In mid-1977, the publication of a critical article in New West magazine prompted Jones to permanently relocate to what became known as the Peoples Temple Agricultural Project in Guyana. Over the following two months, more than one thousand of his followers joined him there, including Carolyn and their son.

== Jonestown ==

Layton and Jones began to live together more openly in Jonestown, sharing a cabin. Her sister Annie and another lover and aide of Jones', Maria Katsaris, also shared their quarters. Also living there were Layton's son Kimo and John Victor Stoen. Jones claimed to have fathered Stoen with Grace, a former Temple member.

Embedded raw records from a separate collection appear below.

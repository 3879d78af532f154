//! Layout problems built from an editor snapshot.
//!
//! The builder partitions a snapshot into one [`LayoutProblem`] per scope: the
//! root scope plus one scope per container that owns placeable nodes. Each
//! problem holds only the nodes directly owned by its scope and the edges whose
//! endpoints both live there. Problems nest into a [`ProblemHierarchy`] that is
//! solved innermost first.
//!
//! Malformed input is repaired here and never reaches the solver:
//! - annotation nodes are skipped,
//! - duplicate node ids keep their first occurrence,
//! - nodes whose container is missing or part of a containment cycle are lifted
//!   to the root scope,
//! - edges with a missing endpoint or crossing a scope boundary are dropped.

use std::collections::HashSet;

use indexmap::IndexMap;
use log::{debug, trace, warn};

use trellis_core::{
    geometry::Size,
    graph::{Edge, Node, NodeRole},
    identifier::Id,
};

mod graph_base;

use graph_base::GraphInternal;

/// The scope a node is laid out in.
#[derive(Debug, Clone, Copy, PartialEq, Eq, Hash)]
pub enum Scope {
    /// The top level of the graph.
    Root,

    /// The nested sub-graph owned by a container node.
    Container(Id),
}

impl Scope {
    /// Returns the owning container, or `None` for the root scope.
    pub fn container(self) -> Option<Id> {
        match self {
            Scope::Root => None,
            Scope::Container(id) => Some(id),
        }
    }
}

/// One independent layered-layout problem.
///
/// Nodes and edges keep the relative order of the snapshot; that order is the
/// only tie-break the solver uses.
#[derive(Debug, Clone)]
pub struct LayoutProblem {
    scope: Scope,
    parent: Option<Scope>,
    graph: GraphInternal<Node, Edge>,
}

impl LayoutProblem {
    /// Creates an empty problem for `scope`.
    ///
    /// `parent` is the scope the owning container itself is laid out in, and is
    /// `None` for the root problem.
    pub fn new(scope: Scope, parent: Option<Scope>) -> Self {
        Self {
            scope,
            parent,
            graph: GraphInternal::new(),
        }
    }

    pub fn scope(&self) -> Scope {
        self.scope
    }

    /// The scope the owning container is placed in.
    pub fn parent(&self) -> Option<Scope> {
        self.parent
    }

    pub fn node(&self, id: Id) -> Option<&Node> {
        self.graph.node(id)
    }

    /// Nodes in snapshot order.
    pub fn nodes(&self) -> impl Iterator<Item = &Node> {
        self.graph.nodes()
    }

    /// Edges in snapshot order.
    pub fn edges(&self) -> impl Iterator<Item = &Edge> {
        self.graph.edges()
    }

    /// Outgoing edges of `source` in snapshot order.
    pub fn outgoing_edges(&self, source: Id) -> impl Iterator<Item = &Edge> {
        self.graph.outgoing(source)
    }

    pub fn contains_node(&self, id: Id) -> bool {
        self.graph.contains_node(id)
    }

    pub fn node_count(&self) -> usize {
        self.graph.nodes_count()
    }

    pub fn edge_count(&self) -> usize {
        self.graph.edges_count()
    }

    pub fn is_empty(&self) -> bool {
        self.node_count() == 0
    }

    /// Returns the designated entry node of this scope, if one exists.
    ///
    /// The root scope looks for the first [`NodeRole::Start`] node and a
    /// container scope for the first [`NodeRole::ContainerEntry`] node.
    pub fn entry_node(&self) -> Option<Id> {
        self.nodes()
            .find(|node| match self.scope {
                Scope::Root => matches!(node.role(), NodeRole::Start),
                Scope::Container(_) => matches!(node.role(), NodeRole::ContainerEntry),
            })
            .map(Node::id)
    }

    /// Adds a node. The caller guarantees the id is not yet present.
    pub fn add_node(&mut self, node: Node) {
        self.graph.add_node(node.id(), node);
    }

    /// Adds an edge. The caller guarantees both endpoints are present.
    pub fn add_edge(&mut self, edge: Edge) {
        self.graph.add_edge(edge.source(), edge.target(), edge);
    }

    /// Replaces the size of a node, typically a container after its nested
    /// content has been laid out. Returns `false` if the node is unknown.
    pub(crate) fn resize_node(&mut self, id: Id, size: Size) -> bool {
        match self.graph.node_mut(id) {
            Some(node) => {
                *node = node.clone().with_size(size);
                true
            }
            None => false,
        }
    }
}

/// The flat result of partitioning a snapshot.
#[derive(Debug, Clone)]
pub struct Problems {
    /// The root scope problem. Always present, possibly empty.
    pub root: LayoutProblem,

    /// One problem per container owning at least one node, keyed by container id
    /// in the order containers are first referenced.
    pub children: IndexMap<Id, LayoutProblem>,
}

/// Partitions a snapshot's nodes and edges into per-scope layout problems.
///
/// Never fails; malformed input is repaired or dropped with a warning.
pub fn build_problems(nodes: &[Node], edges: &[Edge]) -> Problems {
    let mut placeable: IndexMap<Id, &Node> = IndexMap::new();
    for node in nodes {
        if !node.is_placeable() {
            debug!(node_id:% = node.id(); "Skipping annotation node");
            continue;
        }
        if placeable.contains_key(&node.id()) {
            warn!(node_id:% = node.id(); "Duplicate node id, keeping the first occurrence");
            continue;
        }
        placeable.insert(node.id(), node);
    }

    let scopes: IndexMap<Id, Scope> = placeable
        .values()
        .map(|node| (node.id(), resolve_scope(node, &placeable)))
        .collect();

    let mut root = LayoutProblem::new(Scope::Root, None);
    let mut children: IndexMap<Id, LayoutProblem> = IndexMap::new();

    for (id, node) in &placeable {
        match scopes[id] {
            Scope::Root => root.add_node((*node).clone()),
            Scope::Container(container) => {
                let parent = scopes.get(&container).copied().unwrap_or(Scope::Root);
                children
                    .entry(container)
                    .or_insert_with(|| {
                        LayoutProblem::new(Scope::Container(container), Some(parent))
                    })
                    .add_node((*node).clone());
            }
        }
    }

    for edge in edges {
        let (Some(source_scope), Some(target_scope)) =
            (scopes.get(&edge.source()), scopes.get(&edge.target()))
        else {
            warn!(
                edge_id:% = edge.id(),
                source:% = edge.source(),
                target:% = edge.target();
                "Dropping edge with a missing endpoint"
            );
            continue;
        };

        if source_scope != target_scope {
            warn!(
                edge_id:% = edge.id(),
                source_scope:? = source_scope,
                target_scope:? = target_scope;
                "Dropping edge that crosses a container boundary"
            );
            continue;
        }

        let nested = matches!(source_scope, Scope::Container(_));
        if edge.in_container() != nested {
            debug!(
                edge_id:% = edge.id(),
                flagged = edge.in_container(),
                nested;
                "Edge container flag disagrees with its endpoints"
            );
        }

        match source_scope {
            Scope::Root => root.add_edge(edge.clone()),
            Scope::Container(container) => {
                if let Some(problem) = children.get_mut(container) {
                    problem.add_edge(edge.clone());
                }
            }
        }
    }

    debug!(
        root_nodes = root.node_count(),
        root_edges = root.edge_count(),
        containers = children.len();
        "Built layout problems"
    );

    Problems { root, children }
}

/// Resolves the scope a node is laid out in.
///
/// A container reference is honoured only if it names a placeable node and the
/// node is not part of a containment cycle; otherwise the node is lifted to the
/// root scope.
fn resolve_scope(node: &Node, placeable: &IndexMap<Id, &Node>) -> Scope {
    let Some(container) = node.container() else {
        return Scope::Root;
    };

    if !placeable.contains_key(&container) {
        warn!(
            node_id:% = node.id(),
            container:% = container;
            "Container not found, lifting node to the root scope"
        );
        return Scope::Root;
    }

    if on_containment_cycle(node.id(), placeable) {
        warn!(
            node_id:% = node.id(),
            container:% = container;
            "Containment cycle detected, lifting node to the root scope"
        );
        return Scope::Root;
    }

    Scope::Container(container)
}

/// Returns true if following container references from `start` leads back to it.
///
/// Nodes whose chain merely enters a cycle elsewhere are not on it; the nodes of
/// that cycle are lifted, which leaves the chain valid.
fn on_containment_cycle(start: Id, placeable: &IndexMap<Id, &Node>) -> bool {
    let mut current = placeable.get(&start).and_then(|node| node.container());
    for _ in 0..placeable.len() {
        match current {
            Some(id) if id == start => return true,
            Some(id) => current = placeable.get(&id).and_then(|node| node.container()),
            None => return false,
        }
    }
    false
}

// =============================================================================
// Hierarchy structures (for nested containers)
// =============================================================================

/// One problem of the hierarchy with the positions of its nested problems.
#[derive(Debug, Clone)]
pub(crate) struct HierarchyNode {
    pub(crate) problem: LayoutProblem,
    /// Indices of nested problems; each is smaller than this node's own index.
    pub(crate) children: Vec<usize>,
}

/// Tree of layout problems mirroring container nesting.
///
/// ```text
/// Root scope
/// ├── Start
/// ├── Iteration (container)
/// │   └── Iteration scope
/// │       ├── Iteration start (container entry)
/// │       └── Step
/// └── End
/// ```
///
/// The tree is stored flat in post-order, so arbitrarily deep nesting is
/// walked without recursion.
#[derive(Debug, Clone)]
pub struct ProblemHierarchy {
    nodes: Vec<HierarchyNode>,
}

impl ProblemHierarchy {
    /// Nests flat problems by container ownership.
    pub fn from_problems(problems: Problems) -> Self {
        let Problems { root, children } = problems;

        // Slot 0 is the root; nested problems follow in container order.
        let mut slots: Vec<Option<LayoutProblem>> = Vec::with_capacity(children.len() + 1);
        slots.push(Some(root));
        slots.extend(children.into_values().map(Some));

        let slot_of: IndexMap<Scope, usize> = slots
            .iter()
            .enumerate()
            .filter_map(|(slot, problem)| {
                problem.as_ref().map(|problem| (problem.scope(), slot))
            })
            .collect();

        let mut nested: Vec<Vec<usize>> = vec![Vec::new(); slots.len()];
        for (slot, problem) in slots.iter().enumerate().skip(1) {
            let parent = problem
                .as_ref()
                .and_then(LayoutProblem::parent)
                .and_then(|scope| slot_of.get(&scope).copied());
            if let Some(parent) = parent {
                nested[parent].push(slot);
            }
        }

        // Iterative depth-first post-order; siblings keep container order.
        let mut order: Vec<usize> = Vec::with_capacity(slots.len());
        let mut stack: Vec<(usize, usize)> = vec![(0, 0)];
        while let Some(&(slot, next)) = stack.last() {
            match nested[slot].get(next) {
                Some(&child) => {
                    if let Some(top) = stack.last_mut() {
                        top.1 += 1;
                    }
                    stack.push((child, 0));
                }
                None => {
                    stack.pop();
                    order.push(slot);
                }
            }
        }

        let mut position = vec![usize::MAX; slots.len()];
        for (index, &slot) in order.iter().enumerate() {
            position[slot] = index;
        }

        let mut nodes = Vec::with_capacity(order.len());
        for &slot in &order {
            if let Some(problem) = slots[slot].take() {
                let children = nested[slot].iter().map(|&child| position[child]).collect();
                nodes.push(HierarchyNode { problem, children });
            }
        }

        // Resolved scopes are acyclic, so every problem is reachable from the root.
        for problem in slots.into_iter().flatten() {
            warn!(
                scope:? = problem.scope();
                "Container problem is unreachable from the root scope"
            );
        }

        let hierarchy = Self { nodes };
        trace!(problems = hierarchy.nodes.len(); "Created problem hierarchy");
        hierarchy
    }

    /// Builds the hierarchy of a snapshot directly.
    pub fn build(nodes: &[Node], edges: &[Edge]) -> Self {
        Self::from_problems(build_problems(nodes, edges))
    }

    /// Returns an iterator that traverses the hierarchy in post-order.
    ///
    /// Nested problems are visited before the problem containing their container,
    /// and siblings keep snapshot order. The root problem is always last.
    pub fn iter_post_order(&self) -> impl Iterator<Item = &LayoutProblem> {
        self.nodes.iter().map(|node| &node.problem)
    }

    /// Returns the effective scope of every placed node.
    pub fn node_scopes(&self) -> IndexMap<Id, Scope> {
        self.iter_post_order()
            .flat_map(|problem| {
                problem
                    .nodes()
                    .map(move |node| (node.id(), problem.scope()))
            })
            .collect()
    }

    /// Consumes the hierarchy, yielding its problems in post-order.
    pub(crate) fn into_post_order(self) -> Vec<HierarchyNode> {
        self.nodes
    }
}

/// Returns the ids of nodes that take part in layout, first occurrence only.
pub(crate) fn placed_ids(nodes: &[Node]) -> Vec<Id> {
    let mut seen = HashSet::new();
    nodes
        .iter()
        .filter(|node| node.is_placeable())
        .map(Node::id)
        .filter(|id| seen.insert(*id))
        .collect()
}
//! Trellis - Deterministic layered auto-layout for visual workflow graphs
//!
//! This library arranges the nodes of a workflow canvas into readable,
//! left-to-right (or top-to-bottom) layers. It honours nested containers,
//! keeps the successors of branching nodes in their authored case order, and
//! adjusts the viewport so the editor does not jump after a relayout.
//!
//! The same snapshot always produces the same layout.

pub mod config;
pub mod layout;
pub mod structure;

mod cancel;
mod error;

pub use trellis_core::{geometry, graph, identifier};

pub use cancel::CancellationToken;
pub use error::TrellisError;

use log::{debug, info, trace};
use serde::Serialize;

use trellis_core::{
    geometry::{Point, Size},
    graph::{GraphSnapshot, Node, Viewport},
    identifier::Id,
};

use config::LayoutConfig;
use layout::{EngineBuilder, viewport::reconcile_viewport};
use structure::ProblemHierarchy;

/// One laid-out node.
#[derive(Debug, Clone, PartialEq, Serialize)]
#[serde(rename_all = "camelCase")]
pub struct PositionedNode {
    id: Id,
    position: Point,
    size: Size,
    layer: usize,
    container: Option<Id>,
}

impl PositionedNode {
    pub fn id(&self) -> Id {
        self.id
    }

    /// Top-left corner in canvas coordinates.
    pub fn position(&self) -> Point {
        self.position
    }

    /// Final size; containers are grown to fit their content.
    pub fn size(&self) -> Size {
        self.size
    }

    /// Layer index within the node's own scope.
    pub fn layer(&self) -> usize {
        self.layer
    }

    /// The container the node was laid out in, if it is nested.
    pub fn container(&self) -> Option<Id> {
        self.container
    }
}

/// Result of laying out one snapshot.
#[derive(Debug, Clone, Default, PartialEq, Serialize)]
#[serde(rename_all = "camelCase")]
pub struct LayoutOutput {
    nodes: Vec<PositionedNode>,
    viewport: Option<Viewport>,
    feedback_edges: Vec<Id>,
    anchor: Option<Id>,
}

impl LayoutOutput {
    /// Placed nodes in snapshot order. Annotation nodes are not included.
    pub fn nodes(&self) -> &[PositionedNode] {
        &self.nodes
    }

    pub fn node(&self, id: Id) -> Option<&PositionedNode> {
        self.nodes.iter().find(|node| node.id == id)
    }

    /// The reconciled viewport, when the snapshot carried one.
    pub fn viewport(&self) -> Option<Viewport> {
        self.viewport
    }

    /// Edges reversed to break cycles, in snapshot order per scope.
    pub fn feedback_edges(&self) -> &[Id] {
        &self.feedback_edges
    }

    /// The root node the viewport was reconciled on.
    pub fn anchor(&self) -> Option<Id> {
        self.anchor
    }
}

/// Entry point for laying out workflow graphs.
///
/// # Examples
///
/// ```rust
/// use trellis::{
///     AutoLayout, CancellationToken,
///     graph::{Edge, GraphSnapshot, Node, NodeRole},
/// };
///
/// let snapshot = GraphSnapshot::new(
///     vec![Node::new("start").with_role(NodeRole::Start), Node::new("answer")],
///     vec![Edge::new("e1", "start", "answer")],
/// );
///
/// let output = AutoLayout::default()
///     .layout(&snapshot, &CancellationToken::new())
///     .expect("layout succeeds");
///
/// assert_eq!(output.nodes().len(), 2);
/// assert_eq!(output.anchor(), Some("start".into()));
/// ```
#[derive(Debug, Clone, Default)]
pub struct AutoLayout {
    config: LayoutConfig,
}

impl AutoLayout {
    /// Create a layout entry point with the given configuration.
    ///
    /// Values the engine cannot honour are repaired; see
    /// [`LayoutConfig::validated`].
    pub fn new(config: LayoutConfig) -> Self {
        Self {
            config: config.validated(),
        }
    }

    pub fn config(&self) -> &LayoutConfig {
        &self.config
    }

    /// Lay out `snapshot`.
    ///
    /// Malformed input is repaired or dropped with a warning and never fails the
    /// layout.
    ///
    /// # Errors
    ///
    /// Returns [`TrellisError::Cancelled`] if `cancel` fires before the layout
    /// completes. No partial result is produced.
    pub fn layout(
        &self,
        snapshot: &GraphSnapshot,
        cancel: &CancellationToken,
    ) -> Result<LayoutOutput, TrellisError> {
        info!(
            nodes = snapshot.nodes().len(),
            edges = snapshot.edges().len();
            "Laying out workflow graph"
        );

        let hierarchy = ProblemHierarchy::build(snapshot.nodes(), snapshot.edges());
        let scopes = hierarchy.node_scopes();
        debug!(problems = hierarchy.iter_post_order().count(); "Structure built");

        let layout = EngineBuilder::from_config(&self.config).build(hierarchy, cancel)?;
        let anchor = layout.anchor();

        let viewport = snapshot.viewport().map(|viewport| {
            let old = anchor.and_then(|id| previous_position(snapshot.nodes(), id));
            let new = anchor.and_then(|id| layout.result().get(id).map(|placed| placed.position()));
            reconcile_viewport(old, new, viewport)
        });

        let nodes: Vec<PositionedNode> = structure::placed_ids(snapshot.nodes())
            .into_iter()
            .filter_map(|id| {
                let placed = layout.result().get(id)?;
                Some(PositionedNode {
                    id,
                    position: placed.position(),
                    size: placed.size(),
                    layer: placed.layer(),
                    container: scopes.get(&id).and_then(|scope| scope.container()),
                })
            })
            .collect();

        let output = LayoutOutput {
            nodes,
            viewport,
            feedback_edges: layout.result().feedback_edges().to_vec(),
            anchor,
        };

        info!(
            nodes = output.nodes.len(),
            feedback_edges = output.feedback_edges.len();
            "Layout calculated"
        );
        trace!(output:?; "Layout output");

        Ok(output)
    }
}

/// Position the editor last rendered `id` at, from its first placeable entry.
fn previous_position(nodes: &[Node], id: Id) -> Option<Point> {
    nodes
        .iter()
        .find(|node| node.id() == id && node.is_placeable())
        .and_then(Node::position)
}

Layton divided her time between Jonestown and the Temple's headquarters in Georgetown, Guyana, where she often worked as a shortwave radio operator. She also taught in Jonestown's high school, which the community founded.. Together with Harriet Tropp and Johnny Brown Jones, Layton was one of Jonestown's "Administrative Triumvirate". They supervised the activities of eight department heads.

Along with members of Jonestown's medical staff, Layton was aware of Jones' abuse of pharmaceuticals. In 1978, she was observed shooting him up with a substance he claimed was Vitamin B-12.

Layton is believed to have been the author of a memo entitled 'An Analysis of Future Prospects', estimated to have been written in the weeks preceding November 18, 1978. The memo discusses several options for the people of Jonestown in the face of mounting pressures on the community, including (but not limited to) a "final stand" involving the deaths of the entire population.

Pathologists determined that Layton died of cyanide poisoning in Jones' cabin on November 18. Her body was one of only seven of the 909 fatalities in Jonestown to be autopsied.

== In media ==
The A&E documentary, Jonestown: The Women Behind the Massacre (2018), focused on four women who were close to Jim Jones, including Carolyn Moore Layton.

Australian author Laura Elizabeth Woollett's novel Beautiful Revolutionary is based largely on the life of Layton. Woollett fictionalises the protagonist as 'Evelyn Lynden'.

Episode 14 of Criminal Broads, a podcast about women on the wrong side of the law, closely covers Layton's story.